Collection entries:
□ □ □ □
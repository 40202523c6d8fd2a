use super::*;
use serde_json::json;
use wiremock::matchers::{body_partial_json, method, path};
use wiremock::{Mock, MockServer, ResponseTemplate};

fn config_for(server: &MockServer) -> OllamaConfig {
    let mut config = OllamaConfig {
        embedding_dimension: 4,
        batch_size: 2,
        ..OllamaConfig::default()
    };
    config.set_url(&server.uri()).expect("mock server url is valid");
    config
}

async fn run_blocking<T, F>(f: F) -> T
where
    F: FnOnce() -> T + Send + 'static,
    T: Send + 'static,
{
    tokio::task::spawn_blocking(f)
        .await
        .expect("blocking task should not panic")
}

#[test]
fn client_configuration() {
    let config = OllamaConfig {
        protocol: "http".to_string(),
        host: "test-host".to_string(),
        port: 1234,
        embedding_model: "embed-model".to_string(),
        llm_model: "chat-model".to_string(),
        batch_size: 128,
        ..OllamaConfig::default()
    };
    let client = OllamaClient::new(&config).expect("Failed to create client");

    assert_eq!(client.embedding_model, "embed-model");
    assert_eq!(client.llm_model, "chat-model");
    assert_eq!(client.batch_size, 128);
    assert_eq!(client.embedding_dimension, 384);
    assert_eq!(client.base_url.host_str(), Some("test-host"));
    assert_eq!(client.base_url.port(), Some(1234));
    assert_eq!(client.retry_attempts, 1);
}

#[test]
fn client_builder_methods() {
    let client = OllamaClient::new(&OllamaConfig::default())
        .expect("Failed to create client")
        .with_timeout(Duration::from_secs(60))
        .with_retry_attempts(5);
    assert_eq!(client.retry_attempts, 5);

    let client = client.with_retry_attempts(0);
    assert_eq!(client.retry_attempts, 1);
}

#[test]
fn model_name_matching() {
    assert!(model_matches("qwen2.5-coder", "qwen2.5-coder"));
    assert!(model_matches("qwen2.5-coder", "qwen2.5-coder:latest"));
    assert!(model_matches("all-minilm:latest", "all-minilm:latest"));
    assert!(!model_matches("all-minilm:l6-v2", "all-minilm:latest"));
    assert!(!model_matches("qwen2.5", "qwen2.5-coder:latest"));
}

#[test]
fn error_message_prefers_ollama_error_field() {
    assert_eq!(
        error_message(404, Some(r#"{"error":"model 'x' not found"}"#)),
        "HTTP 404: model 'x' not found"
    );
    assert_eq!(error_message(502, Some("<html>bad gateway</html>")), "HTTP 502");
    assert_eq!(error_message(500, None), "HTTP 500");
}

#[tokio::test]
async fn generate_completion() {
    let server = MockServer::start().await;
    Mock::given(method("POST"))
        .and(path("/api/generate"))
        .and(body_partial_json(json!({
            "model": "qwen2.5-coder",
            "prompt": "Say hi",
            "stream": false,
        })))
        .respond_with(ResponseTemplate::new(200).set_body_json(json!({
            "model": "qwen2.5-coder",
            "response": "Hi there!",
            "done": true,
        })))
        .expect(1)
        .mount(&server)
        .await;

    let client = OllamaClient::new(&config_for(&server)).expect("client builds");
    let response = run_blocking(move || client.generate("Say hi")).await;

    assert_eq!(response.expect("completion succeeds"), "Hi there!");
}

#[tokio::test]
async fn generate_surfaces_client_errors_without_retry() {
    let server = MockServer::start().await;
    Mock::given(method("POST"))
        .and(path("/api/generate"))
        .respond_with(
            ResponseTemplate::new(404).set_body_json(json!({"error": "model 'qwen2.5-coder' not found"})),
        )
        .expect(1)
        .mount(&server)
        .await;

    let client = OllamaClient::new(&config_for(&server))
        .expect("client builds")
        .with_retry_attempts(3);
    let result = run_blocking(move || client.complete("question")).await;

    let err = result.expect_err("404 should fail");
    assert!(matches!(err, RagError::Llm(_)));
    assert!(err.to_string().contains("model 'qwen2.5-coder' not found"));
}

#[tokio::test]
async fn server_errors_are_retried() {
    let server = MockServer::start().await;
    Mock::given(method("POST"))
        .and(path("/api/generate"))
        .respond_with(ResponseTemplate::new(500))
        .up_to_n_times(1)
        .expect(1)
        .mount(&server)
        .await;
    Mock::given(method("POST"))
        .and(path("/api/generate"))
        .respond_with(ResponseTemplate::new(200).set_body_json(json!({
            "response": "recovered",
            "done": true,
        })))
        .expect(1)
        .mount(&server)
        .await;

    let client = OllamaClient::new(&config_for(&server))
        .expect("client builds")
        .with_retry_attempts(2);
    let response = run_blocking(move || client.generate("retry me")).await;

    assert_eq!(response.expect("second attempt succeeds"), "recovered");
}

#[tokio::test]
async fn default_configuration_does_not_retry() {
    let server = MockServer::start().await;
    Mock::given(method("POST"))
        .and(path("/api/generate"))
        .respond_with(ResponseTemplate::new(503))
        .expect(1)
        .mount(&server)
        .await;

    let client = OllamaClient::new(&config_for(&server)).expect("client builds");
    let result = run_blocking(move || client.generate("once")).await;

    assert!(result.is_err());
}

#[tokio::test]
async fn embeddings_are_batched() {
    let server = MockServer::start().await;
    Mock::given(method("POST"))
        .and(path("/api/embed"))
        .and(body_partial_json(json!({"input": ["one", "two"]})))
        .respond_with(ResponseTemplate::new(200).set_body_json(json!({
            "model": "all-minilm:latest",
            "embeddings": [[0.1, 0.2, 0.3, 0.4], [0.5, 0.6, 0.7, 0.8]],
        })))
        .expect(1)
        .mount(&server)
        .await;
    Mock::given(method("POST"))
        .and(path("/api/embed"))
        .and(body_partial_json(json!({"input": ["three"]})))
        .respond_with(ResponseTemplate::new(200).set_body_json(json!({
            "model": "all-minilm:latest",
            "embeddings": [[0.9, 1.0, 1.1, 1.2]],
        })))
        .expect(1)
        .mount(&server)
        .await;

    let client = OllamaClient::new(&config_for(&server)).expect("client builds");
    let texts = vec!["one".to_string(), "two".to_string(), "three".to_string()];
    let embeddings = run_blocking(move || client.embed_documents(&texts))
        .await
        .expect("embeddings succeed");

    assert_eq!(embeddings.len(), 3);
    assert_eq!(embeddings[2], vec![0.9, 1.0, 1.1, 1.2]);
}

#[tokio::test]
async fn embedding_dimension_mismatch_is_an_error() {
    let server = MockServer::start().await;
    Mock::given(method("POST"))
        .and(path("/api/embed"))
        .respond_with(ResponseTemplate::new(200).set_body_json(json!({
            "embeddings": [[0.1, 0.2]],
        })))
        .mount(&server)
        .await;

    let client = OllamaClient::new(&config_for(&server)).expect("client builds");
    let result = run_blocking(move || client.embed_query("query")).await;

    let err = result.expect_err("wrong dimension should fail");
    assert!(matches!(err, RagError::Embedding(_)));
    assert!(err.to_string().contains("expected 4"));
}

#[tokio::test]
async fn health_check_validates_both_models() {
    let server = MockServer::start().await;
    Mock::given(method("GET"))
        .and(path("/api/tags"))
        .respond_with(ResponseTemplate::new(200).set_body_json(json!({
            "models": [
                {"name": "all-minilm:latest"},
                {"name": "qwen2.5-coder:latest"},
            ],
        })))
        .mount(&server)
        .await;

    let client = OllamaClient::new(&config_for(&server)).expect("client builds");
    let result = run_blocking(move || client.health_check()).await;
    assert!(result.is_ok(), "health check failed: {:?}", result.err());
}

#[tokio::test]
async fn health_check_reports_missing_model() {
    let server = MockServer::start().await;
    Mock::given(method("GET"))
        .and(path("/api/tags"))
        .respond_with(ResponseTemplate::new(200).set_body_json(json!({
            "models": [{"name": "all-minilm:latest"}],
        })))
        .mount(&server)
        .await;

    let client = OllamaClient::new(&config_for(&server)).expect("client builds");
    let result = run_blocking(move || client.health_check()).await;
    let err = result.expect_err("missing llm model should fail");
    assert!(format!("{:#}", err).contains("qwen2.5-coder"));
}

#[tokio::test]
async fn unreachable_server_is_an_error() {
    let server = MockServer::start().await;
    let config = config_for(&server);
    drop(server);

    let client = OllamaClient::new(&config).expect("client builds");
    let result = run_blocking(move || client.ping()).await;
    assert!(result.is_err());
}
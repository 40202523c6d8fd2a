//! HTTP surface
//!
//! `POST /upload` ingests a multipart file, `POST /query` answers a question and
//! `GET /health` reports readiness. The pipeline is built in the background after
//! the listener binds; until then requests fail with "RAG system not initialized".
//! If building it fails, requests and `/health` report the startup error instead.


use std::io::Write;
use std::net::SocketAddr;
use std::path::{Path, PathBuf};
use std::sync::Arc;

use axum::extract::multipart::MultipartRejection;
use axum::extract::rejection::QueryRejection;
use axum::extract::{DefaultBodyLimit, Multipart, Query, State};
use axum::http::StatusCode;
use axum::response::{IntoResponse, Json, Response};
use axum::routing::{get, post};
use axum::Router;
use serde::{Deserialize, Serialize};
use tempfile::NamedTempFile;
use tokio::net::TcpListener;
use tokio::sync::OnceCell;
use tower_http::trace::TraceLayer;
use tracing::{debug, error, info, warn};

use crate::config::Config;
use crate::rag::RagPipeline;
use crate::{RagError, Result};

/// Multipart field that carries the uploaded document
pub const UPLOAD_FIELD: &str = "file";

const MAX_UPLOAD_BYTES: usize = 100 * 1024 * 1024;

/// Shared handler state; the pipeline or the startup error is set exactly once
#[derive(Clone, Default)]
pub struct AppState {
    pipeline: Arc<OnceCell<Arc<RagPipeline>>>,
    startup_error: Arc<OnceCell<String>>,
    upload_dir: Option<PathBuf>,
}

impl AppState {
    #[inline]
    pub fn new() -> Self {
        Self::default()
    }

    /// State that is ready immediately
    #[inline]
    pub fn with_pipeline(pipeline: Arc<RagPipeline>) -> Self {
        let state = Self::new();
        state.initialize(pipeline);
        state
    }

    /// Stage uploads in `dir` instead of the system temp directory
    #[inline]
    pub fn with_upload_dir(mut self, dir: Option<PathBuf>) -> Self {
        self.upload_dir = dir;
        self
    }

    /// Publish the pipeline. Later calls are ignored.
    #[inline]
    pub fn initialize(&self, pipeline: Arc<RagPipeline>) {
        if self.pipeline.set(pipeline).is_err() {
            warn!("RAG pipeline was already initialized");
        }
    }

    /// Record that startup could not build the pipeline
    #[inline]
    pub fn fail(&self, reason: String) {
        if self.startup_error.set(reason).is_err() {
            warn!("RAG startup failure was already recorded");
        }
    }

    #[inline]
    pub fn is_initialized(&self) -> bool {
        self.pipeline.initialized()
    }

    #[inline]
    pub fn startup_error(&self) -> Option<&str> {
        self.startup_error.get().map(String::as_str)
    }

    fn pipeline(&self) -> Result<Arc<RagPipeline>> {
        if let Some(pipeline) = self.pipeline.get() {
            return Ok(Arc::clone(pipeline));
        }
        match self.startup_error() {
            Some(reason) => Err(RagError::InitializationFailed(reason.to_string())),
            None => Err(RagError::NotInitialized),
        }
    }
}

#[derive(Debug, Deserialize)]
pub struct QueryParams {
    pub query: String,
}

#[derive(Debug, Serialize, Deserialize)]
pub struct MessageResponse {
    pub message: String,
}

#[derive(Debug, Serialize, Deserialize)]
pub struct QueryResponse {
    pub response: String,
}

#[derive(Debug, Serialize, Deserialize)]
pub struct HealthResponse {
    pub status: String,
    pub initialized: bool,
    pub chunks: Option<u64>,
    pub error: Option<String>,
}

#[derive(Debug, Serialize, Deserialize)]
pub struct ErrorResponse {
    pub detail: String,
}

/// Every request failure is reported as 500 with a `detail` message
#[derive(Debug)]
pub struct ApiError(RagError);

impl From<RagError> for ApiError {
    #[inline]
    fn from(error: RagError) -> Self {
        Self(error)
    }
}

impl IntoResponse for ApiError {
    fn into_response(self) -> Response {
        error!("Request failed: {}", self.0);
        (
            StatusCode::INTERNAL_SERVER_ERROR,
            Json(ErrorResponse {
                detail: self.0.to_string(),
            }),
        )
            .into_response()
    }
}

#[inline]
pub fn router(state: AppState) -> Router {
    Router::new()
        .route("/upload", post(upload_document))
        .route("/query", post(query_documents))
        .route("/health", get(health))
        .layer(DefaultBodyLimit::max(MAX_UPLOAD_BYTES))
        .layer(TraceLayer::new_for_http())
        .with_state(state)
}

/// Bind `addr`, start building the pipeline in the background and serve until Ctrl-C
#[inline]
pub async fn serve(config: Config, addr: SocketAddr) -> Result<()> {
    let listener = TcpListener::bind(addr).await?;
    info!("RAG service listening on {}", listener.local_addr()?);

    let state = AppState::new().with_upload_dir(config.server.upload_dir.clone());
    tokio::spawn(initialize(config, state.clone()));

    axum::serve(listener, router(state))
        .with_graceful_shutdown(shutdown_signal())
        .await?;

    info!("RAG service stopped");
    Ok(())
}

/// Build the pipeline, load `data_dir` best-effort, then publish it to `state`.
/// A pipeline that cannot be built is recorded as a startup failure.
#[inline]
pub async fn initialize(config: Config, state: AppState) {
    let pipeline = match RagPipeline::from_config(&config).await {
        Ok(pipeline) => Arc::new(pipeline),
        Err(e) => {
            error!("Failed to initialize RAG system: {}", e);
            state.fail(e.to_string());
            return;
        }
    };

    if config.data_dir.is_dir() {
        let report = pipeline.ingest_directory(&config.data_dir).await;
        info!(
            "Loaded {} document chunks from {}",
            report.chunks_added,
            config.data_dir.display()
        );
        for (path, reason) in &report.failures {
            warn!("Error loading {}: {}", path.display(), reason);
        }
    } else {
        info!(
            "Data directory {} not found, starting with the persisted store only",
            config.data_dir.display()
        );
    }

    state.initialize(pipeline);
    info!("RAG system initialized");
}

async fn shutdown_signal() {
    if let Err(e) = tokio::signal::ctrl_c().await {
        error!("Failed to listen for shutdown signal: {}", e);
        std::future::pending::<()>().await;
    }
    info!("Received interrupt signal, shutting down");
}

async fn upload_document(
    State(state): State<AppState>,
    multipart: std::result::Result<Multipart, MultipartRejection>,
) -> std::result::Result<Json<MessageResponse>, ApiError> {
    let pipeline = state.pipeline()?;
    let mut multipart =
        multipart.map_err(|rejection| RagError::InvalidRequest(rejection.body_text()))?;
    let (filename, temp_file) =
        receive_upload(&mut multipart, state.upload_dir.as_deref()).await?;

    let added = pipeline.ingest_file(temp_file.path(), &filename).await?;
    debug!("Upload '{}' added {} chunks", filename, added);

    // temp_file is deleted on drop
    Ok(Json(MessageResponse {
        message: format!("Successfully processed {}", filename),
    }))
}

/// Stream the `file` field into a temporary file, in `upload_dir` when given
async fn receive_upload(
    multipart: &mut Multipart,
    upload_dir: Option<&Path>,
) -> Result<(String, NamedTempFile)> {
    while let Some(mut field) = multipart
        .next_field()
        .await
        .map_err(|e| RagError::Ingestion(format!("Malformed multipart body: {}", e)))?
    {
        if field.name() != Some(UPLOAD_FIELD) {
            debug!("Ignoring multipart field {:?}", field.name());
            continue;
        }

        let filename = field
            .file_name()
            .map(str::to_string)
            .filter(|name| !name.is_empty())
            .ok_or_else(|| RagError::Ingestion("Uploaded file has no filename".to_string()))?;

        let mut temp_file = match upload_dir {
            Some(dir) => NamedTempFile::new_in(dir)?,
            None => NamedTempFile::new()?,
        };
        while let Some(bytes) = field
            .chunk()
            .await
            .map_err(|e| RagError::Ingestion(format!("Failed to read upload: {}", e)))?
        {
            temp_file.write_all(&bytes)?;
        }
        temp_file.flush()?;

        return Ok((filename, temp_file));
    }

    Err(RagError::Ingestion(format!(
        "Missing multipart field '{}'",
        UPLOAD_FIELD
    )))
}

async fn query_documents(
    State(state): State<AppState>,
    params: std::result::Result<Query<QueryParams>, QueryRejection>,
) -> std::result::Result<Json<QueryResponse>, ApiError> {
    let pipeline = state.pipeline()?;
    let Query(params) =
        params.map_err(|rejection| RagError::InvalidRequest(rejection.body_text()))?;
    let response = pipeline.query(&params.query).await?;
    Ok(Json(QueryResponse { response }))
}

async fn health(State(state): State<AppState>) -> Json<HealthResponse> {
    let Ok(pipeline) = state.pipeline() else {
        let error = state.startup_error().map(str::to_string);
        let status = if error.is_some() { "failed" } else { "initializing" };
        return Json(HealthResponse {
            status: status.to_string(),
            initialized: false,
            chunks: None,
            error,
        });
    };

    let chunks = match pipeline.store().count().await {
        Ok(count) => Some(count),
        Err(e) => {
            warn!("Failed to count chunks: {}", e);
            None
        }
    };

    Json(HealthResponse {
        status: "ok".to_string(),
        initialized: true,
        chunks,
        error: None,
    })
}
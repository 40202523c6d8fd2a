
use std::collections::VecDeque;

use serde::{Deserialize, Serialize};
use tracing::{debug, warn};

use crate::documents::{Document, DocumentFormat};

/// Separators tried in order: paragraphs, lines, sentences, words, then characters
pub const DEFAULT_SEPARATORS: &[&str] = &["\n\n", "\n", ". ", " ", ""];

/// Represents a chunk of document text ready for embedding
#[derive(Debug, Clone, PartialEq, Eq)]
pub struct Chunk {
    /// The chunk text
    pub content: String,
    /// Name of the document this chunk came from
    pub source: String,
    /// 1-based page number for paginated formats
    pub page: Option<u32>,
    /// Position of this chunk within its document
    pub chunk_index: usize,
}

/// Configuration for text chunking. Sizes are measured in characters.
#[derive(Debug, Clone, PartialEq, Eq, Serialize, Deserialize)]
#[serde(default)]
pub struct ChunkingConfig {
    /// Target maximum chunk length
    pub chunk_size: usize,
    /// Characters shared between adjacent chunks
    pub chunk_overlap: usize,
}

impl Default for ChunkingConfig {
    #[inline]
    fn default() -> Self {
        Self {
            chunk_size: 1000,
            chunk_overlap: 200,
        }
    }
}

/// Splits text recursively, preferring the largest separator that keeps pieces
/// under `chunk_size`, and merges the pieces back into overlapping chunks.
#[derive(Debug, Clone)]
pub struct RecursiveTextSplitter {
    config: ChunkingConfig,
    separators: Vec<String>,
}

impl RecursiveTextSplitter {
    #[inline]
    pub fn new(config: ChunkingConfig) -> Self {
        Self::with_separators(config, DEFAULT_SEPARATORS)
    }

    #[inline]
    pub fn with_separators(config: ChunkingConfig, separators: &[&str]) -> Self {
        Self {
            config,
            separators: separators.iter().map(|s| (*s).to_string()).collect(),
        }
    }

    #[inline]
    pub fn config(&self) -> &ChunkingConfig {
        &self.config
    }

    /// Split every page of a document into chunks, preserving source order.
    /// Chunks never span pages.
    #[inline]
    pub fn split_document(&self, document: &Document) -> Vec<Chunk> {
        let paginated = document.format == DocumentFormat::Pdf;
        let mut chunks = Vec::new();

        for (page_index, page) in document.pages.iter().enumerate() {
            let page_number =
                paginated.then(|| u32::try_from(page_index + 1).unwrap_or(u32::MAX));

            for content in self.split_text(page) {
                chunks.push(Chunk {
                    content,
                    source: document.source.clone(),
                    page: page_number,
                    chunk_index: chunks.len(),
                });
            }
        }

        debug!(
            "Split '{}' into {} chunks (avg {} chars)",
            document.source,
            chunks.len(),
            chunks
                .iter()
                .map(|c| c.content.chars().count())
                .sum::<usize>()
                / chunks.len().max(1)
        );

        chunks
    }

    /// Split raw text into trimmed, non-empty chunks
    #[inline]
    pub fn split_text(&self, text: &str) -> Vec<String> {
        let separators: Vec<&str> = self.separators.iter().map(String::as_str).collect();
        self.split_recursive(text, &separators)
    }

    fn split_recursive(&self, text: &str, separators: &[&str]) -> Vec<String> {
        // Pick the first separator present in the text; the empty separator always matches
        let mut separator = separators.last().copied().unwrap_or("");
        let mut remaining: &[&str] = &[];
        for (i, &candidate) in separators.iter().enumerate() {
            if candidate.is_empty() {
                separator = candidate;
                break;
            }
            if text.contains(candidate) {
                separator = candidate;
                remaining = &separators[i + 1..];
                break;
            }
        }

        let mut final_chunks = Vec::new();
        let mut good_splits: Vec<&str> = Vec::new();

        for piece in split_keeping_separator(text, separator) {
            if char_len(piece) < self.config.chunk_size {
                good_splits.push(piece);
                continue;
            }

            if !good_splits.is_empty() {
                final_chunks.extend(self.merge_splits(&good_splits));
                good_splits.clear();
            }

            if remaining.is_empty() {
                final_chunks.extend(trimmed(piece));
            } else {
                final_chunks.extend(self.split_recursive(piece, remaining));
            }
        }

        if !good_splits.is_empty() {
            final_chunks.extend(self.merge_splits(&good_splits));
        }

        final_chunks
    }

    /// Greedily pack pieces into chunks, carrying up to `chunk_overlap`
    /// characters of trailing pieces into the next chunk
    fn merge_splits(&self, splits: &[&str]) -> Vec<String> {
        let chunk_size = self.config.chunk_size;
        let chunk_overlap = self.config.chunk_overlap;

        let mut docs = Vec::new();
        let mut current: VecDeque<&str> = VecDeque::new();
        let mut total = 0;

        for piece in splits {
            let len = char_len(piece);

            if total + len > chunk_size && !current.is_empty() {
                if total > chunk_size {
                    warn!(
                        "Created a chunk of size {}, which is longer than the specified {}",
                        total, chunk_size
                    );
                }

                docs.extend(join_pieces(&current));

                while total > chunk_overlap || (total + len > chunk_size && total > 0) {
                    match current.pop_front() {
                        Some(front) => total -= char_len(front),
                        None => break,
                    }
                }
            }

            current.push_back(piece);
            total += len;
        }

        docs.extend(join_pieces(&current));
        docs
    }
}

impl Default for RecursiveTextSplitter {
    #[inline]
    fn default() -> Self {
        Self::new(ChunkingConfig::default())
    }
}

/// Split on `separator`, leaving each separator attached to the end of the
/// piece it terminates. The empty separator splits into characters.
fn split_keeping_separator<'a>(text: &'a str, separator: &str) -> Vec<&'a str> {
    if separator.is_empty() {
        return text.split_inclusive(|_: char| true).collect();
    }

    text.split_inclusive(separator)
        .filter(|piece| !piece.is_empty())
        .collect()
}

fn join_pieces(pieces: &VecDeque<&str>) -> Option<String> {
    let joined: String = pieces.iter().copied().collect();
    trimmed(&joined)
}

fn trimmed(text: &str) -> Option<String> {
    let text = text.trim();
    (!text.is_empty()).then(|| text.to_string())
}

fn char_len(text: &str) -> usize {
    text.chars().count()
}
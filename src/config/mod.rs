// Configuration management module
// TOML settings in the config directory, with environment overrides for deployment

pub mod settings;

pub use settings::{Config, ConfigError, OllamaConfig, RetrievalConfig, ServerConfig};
□ □ □ □
YOUR TASK:
Show the lines above with "struct".

WRITTEN SOLUTION:
pub struct AppState {
pub struct QueryParams {
pub struct MessageResponse {
pub struct QueryResponse {
pub struct HealthResponse {
pub struct ErrorResponse {
pub struct ApiError(RagError);
pub struct Chunk {
pub struct ChunkingConfig {
pub struct RecursiveTextSplitter {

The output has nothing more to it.